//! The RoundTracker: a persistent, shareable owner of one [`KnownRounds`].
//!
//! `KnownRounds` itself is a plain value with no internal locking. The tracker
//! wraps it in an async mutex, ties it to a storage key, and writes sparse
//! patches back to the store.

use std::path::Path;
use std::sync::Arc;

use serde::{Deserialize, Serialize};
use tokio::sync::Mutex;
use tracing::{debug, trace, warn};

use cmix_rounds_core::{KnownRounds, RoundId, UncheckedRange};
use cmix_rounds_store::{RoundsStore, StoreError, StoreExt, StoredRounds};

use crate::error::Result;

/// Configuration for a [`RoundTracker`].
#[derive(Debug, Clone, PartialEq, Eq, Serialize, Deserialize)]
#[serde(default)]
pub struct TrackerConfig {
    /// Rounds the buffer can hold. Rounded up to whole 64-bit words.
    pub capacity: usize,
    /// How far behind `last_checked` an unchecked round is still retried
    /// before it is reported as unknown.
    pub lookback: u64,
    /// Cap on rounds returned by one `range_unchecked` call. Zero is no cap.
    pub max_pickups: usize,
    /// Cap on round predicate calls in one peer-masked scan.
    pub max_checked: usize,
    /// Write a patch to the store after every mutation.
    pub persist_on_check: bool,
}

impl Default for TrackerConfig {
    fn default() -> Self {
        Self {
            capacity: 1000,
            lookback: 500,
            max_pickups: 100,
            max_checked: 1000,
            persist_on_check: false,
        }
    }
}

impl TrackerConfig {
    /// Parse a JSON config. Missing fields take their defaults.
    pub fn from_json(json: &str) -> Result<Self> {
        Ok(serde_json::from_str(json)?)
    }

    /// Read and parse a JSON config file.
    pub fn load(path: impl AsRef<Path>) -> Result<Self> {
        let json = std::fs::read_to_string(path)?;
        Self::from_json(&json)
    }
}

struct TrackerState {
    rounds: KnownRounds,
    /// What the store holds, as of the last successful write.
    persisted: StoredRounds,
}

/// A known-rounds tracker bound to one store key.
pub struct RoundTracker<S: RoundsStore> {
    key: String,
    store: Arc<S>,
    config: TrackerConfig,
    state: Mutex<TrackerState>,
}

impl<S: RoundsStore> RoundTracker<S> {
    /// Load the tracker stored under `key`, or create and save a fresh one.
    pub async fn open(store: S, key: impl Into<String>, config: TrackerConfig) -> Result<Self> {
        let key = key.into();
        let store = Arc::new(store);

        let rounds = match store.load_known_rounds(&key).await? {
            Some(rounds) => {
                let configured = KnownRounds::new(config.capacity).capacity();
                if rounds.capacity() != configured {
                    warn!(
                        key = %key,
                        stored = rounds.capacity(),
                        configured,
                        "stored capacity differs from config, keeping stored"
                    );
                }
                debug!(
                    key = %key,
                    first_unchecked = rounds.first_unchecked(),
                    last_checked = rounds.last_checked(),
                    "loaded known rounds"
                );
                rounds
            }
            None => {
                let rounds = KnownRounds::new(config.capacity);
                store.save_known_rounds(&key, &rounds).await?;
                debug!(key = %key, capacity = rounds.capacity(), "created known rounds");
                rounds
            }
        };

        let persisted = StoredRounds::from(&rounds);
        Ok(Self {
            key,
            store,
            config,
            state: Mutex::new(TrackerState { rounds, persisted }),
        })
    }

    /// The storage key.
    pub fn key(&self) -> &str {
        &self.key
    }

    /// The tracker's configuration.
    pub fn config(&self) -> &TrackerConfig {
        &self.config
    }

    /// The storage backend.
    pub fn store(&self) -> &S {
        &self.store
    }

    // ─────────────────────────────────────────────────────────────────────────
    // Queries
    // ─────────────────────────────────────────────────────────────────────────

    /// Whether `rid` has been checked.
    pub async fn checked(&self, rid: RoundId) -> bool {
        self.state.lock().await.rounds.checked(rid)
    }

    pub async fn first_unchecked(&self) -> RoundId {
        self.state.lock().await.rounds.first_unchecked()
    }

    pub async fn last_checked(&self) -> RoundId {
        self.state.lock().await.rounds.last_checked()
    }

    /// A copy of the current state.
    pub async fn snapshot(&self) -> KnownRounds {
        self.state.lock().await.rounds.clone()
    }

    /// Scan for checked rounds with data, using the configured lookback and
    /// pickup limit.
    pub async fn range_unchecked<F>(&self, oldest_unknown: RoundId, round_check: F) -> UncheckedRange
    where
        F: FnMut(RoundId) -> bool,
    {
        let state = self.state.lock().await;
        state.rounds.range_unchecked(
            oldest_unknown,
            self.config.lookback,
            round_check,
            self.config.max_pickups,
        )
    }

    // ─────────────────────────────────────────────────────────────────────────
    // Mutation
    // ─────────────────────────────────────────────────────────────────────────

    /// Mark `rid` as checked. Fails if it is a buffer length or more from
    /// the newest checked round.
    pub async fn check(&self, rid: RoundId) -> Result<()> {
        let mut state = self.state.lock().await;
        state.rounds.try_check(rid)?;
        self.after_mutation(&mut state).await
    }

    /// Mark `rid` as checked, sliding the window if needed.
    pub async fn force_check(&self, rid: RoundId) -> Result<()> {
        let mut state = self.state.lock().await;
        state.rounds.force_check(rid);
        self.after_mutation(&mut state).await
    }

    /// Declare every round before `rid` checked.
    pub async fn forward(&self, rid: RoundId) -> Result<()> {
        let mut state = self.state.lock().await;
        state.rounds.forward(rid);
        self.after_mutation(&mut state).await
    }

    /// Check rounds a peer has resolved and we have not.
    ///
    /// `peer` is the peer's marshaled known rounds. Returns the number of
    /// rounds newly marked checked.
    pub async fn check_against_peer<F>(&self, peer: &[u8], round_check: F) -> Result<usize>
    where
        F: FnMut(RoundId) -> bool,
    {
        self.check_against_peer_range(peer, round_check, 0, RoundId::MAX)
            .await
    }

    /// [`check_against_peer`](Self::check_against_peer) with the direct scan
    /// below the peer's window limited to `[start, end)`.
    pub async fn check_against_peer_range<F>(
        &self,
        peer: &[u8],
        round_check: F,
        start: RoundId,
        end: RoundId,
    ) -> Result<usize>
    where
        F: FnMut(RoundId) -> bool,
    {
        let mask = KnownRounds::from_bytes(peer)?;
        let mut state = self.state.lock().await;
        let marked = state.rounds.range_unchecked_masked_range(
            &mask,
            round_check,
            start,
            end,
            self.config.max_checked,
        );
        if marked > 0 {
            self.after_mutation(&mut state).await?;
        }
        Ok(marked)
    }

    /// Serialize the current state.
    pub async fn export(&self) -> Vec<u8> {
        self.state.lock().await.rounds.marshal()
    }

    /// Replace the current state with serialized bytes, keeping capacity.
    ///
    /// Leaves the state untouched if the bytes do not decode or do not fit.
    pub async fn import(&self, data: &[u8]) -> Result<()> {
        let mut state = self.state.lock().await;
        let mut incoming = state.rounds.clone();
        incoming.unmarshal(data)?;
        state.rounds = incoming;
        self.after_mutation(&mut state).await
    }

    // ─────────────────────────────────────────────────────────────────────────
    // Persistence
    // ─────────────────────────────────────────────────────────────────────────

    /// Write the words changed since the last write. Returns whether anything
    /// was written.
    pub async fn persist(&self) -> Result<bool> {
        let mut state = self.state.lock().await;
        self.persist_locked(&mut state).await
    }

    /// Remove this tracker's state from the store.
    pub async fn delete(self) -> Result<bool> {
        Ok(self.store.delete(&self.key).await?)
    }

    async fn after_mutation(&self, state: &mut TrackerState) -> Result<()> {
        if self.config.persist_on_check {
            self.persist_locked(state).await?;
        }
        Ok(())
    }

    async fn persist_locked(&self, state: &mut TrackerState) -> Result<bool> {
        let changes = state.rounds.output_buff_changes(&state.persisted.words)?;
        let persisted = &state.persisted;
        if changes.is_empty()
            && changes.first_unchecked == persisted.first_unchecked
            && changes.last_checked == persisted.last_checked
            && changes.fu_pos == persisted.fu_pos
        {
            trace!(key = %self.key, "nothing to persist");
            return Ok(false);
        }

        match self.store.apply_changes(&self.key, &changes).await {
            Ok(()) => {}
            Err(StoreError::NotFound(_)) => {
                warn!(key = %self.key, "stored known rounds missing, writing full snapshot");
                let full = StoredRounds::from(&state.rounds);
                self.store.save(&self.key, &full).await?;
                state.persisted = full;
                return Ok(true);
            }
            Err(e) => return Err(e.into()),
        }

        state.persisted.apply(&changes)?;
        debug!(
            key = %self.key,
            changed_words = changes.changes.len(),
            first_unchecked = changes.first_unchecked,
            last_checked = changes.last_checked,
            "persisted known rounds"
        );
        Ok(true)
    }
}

...

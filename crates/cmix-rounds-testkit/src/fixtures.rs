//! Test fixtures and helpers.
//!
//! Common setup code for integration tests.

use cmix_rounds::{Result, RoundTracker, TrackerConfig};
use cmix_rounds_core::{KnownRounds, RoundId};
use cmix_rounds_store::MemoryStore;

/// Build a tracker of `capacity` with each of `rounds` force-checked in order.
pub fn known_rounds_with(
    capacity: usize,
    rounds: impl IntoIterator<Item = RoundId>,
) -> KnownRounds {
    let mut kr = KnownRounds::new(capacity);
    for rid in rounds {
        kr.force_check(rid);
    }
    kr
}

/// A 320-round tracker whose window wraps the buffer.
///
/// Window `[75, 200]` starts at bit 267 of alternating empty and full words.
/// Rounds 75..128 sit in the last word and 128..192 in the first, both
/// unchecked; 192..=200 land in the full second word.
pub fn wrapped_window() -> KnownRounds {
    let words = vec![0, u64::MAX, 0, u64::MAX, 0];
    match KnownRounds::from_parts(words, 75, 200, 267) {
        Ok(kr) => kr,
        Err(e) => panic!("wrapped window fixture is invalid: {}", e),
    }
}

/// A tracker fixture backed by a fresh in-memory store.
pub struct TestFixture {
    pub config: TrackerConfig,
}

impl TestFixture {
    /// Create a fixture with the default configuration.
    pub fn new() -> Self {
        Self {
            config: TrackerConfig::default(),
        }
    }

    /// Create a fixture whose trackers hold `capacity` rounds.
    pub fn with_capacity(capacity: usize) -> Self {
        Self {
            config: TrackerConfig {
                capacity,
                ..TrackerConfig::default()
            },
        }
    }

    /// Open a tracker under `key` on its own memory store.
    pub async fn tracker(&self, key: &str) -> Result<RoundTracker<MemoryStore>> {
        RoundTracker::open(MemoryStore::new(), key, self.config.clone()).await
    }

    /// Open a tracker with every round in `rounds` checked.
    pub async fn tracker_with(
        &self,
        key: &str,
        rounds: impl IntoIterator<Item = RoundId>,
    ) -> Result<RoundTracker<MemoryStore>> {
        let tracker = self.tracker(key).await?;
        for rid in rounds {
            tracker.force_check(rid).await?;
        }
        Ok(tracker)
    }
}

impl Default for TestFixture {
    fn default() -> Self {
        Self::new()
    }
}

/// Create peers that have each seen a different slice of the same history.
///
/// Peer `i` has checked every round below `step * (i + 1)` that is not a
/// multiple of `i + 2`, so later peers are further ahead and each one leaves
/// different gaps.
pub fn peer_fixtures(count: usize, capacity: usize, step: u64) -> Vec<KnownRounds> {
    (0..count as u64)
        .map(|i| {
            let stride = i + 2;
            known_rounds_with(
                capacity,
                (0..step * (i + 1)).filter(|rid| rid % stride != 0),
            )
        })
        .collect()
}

* * *

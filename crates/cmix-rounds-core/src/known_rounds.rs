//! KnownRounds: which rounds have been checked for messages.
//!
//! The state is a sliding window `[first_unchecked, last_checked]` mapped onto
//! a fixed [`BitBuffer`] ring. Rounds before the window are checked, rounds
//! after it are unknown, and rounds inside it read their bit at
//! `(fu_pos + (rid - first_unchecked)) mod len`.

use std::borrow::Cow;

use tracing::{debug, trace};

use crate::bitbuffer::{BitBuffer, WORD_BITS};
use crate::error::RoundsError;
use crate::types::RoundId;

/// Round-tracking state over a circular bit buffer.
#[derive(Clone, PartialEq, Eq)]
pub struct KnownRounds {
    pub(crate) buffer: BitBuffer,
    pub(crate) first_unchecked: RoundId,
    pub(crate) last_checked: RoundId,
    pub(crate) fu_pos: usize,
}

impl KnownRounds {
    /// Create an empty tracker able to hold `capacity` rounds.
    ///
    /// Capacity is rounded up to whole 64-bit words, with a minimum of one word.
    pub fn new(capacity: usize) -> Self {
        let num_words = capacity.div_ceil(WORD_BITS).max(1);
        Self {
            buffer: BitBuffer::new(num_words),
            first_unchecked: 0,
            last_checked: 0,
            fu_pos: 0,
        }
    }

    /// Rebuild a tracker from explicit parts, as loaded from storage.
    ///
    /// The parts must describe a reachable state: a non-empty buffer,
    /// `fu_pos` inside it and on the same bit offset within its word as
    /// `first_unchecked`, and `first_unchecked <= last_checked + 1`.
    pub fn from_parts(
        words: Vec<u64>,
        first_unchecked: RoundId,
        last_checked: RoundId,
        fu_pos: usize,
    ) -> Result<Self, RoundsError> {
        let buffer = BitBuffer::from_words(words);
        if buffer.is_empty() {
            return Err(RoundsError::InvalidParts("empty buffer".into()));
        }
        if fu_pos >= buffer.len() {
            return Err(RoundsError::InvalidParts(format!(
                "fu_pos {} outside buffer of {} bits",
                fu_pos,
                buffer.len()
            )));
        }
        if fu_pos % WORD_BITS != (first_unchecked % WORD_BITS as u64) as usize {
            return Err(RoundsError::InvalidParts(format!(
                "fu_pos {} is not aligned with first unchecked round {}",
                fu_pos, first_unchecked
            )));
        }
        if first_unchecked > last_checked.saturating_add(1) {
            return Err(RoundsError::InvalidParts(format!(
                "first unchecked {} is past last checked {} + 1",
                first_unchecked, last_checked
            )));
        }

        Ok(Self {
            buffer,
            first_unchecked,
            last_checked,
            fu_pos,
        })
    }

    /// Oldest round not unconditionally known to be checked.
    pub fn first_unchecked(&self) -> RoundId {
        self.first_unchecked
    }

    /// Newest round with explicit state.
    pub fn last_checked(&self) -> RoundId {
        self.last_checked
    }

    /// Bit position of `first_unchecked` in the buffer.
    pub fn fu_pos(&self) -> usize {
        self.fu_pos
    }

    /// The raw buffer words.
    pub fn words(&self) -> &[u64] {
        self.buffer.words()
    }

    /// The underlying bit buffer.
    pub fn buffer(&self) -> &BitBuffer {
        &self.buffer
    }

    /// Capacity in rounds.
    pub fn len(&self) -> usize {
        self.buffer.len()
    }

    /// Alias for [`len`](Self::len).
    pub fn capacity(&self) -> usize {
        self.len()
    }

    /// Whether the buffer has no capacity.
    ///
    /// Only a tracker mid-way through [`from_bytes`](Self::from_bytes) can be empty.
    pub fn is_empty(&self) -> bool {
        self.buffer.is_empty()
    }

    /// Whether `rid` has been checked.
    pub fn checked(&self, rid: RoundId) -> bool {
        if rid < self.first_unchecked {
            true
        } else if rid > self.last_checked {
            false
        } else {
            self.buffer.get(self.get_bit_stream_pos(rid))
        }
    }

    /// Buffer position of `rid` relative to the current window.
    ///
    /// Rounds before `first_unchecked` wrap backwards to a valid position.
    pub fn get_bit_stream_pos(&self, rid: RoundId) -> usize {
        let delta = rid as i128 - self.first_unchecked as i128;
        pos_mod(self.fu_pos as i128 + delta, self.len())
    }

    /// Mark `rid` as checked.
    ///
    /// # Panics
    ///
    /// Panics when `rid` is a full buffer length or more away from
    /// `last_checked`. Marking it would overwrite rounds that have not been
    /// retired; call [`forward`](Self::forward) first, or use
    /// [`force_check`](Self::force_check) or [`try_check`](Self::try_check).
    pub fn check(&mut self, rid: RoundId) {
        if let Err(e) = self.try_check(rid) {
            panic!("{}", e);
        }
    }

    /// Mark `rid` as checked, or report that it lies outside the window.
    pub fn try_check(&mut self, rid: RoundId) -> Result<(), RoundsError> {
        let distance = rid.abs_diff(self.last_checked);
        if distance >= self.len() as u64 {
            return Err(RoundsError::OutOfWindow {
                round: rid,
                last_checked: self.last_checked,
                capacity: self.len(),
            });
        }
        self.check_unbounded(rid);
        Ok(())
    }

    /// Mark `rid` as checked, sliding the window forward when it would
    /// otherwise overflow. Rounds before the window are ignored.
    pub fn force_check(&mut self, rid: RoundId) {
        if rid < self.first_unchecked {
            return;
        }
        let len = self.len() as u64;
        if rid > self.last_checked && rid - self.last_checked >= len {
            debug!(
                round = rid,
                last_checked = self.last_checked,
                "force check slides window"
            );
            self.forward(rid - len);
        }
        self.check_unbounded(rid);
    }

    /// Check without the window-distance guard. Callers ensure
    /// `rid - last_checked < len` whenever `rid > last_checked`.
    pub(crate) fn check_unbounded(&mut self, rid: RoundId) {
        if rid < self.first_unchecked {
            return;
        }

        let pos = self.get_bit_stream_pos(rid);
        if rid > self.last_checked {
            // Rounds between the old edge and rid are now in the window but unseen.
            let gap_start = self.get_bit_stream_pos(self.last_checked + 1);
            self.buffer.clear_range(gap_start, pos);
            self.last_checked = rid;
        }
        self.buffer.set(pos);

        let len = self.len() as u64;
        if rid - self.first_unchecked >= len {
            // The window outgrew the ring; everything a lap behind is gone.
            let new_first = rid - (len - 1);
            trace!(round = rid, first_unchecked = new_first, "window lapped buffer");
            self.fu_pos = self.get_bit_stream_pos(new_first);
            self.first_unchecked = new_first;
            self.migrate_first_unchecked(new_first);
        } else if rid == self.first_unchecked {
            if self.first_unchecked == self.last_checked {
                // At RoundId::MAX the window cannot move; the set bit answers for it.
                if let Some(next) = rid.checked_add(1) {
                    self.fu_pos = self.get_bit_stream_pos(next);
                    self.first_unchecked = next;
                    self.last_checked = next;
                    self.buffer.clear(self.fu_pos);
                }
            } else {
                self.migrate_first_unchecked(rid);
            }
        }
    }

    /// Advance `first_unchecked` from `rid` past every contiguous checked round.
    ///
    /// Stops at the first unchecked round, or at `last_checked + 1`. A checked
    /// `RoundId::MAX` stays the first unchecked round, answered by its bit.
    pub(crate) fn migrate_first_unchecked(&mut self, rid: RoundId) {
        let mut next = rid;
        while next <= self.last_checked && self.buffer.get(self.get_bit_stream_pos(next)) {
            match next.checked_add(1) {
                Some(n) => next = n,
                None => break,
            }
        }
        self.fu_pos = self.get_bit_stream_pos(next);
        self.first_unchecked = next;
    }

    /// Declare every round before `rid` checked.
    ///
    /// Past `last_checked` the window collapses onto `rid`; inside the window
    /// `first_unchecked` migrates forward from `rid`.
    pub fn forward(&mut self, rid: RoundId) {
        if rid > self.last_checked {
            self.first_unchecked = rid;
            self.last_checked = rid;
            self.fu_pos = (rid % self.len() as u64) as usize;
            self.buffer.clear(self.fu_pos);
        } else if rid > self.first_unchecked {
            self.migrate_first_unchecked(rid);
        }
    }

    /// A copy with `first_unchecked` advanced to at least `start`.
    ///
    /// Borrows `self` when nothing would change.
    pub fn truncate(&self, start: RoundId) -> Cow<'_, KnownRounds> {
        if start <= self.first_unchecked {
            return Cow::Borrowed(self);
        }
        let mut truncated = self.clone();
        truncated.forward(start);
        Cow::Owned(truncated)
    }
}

» Task requirements
Could you return exactly the stretch of the data above that starts at the line with "The RoundTracker: a" and ends at the line with "use crate::error::Result;", both lines included?

» Response area
//! The RoundTracker: a persistent, shareable owner of one [`KnownRounds`].
//!
//! `KnownRounds` itself is a plain value with no internal locking. The tracker
//! wraps it in an async mutex, ties it to a storage key, and writes sparse
//! patches back to the store.

use std::path::Path;
use std::sync::Arc;

use serde::{Deserialize, Serialize};
use tokio::sync::Mutex;
use tracing::{debug, trace, warn};

use cmix_rounds_core::{KnownRounds, RoundId, UncheckedRange};
use cmix_rounds_store::{RoundsStore, StoreError, StoreExt, StoredRounds};

use crate::error::Result;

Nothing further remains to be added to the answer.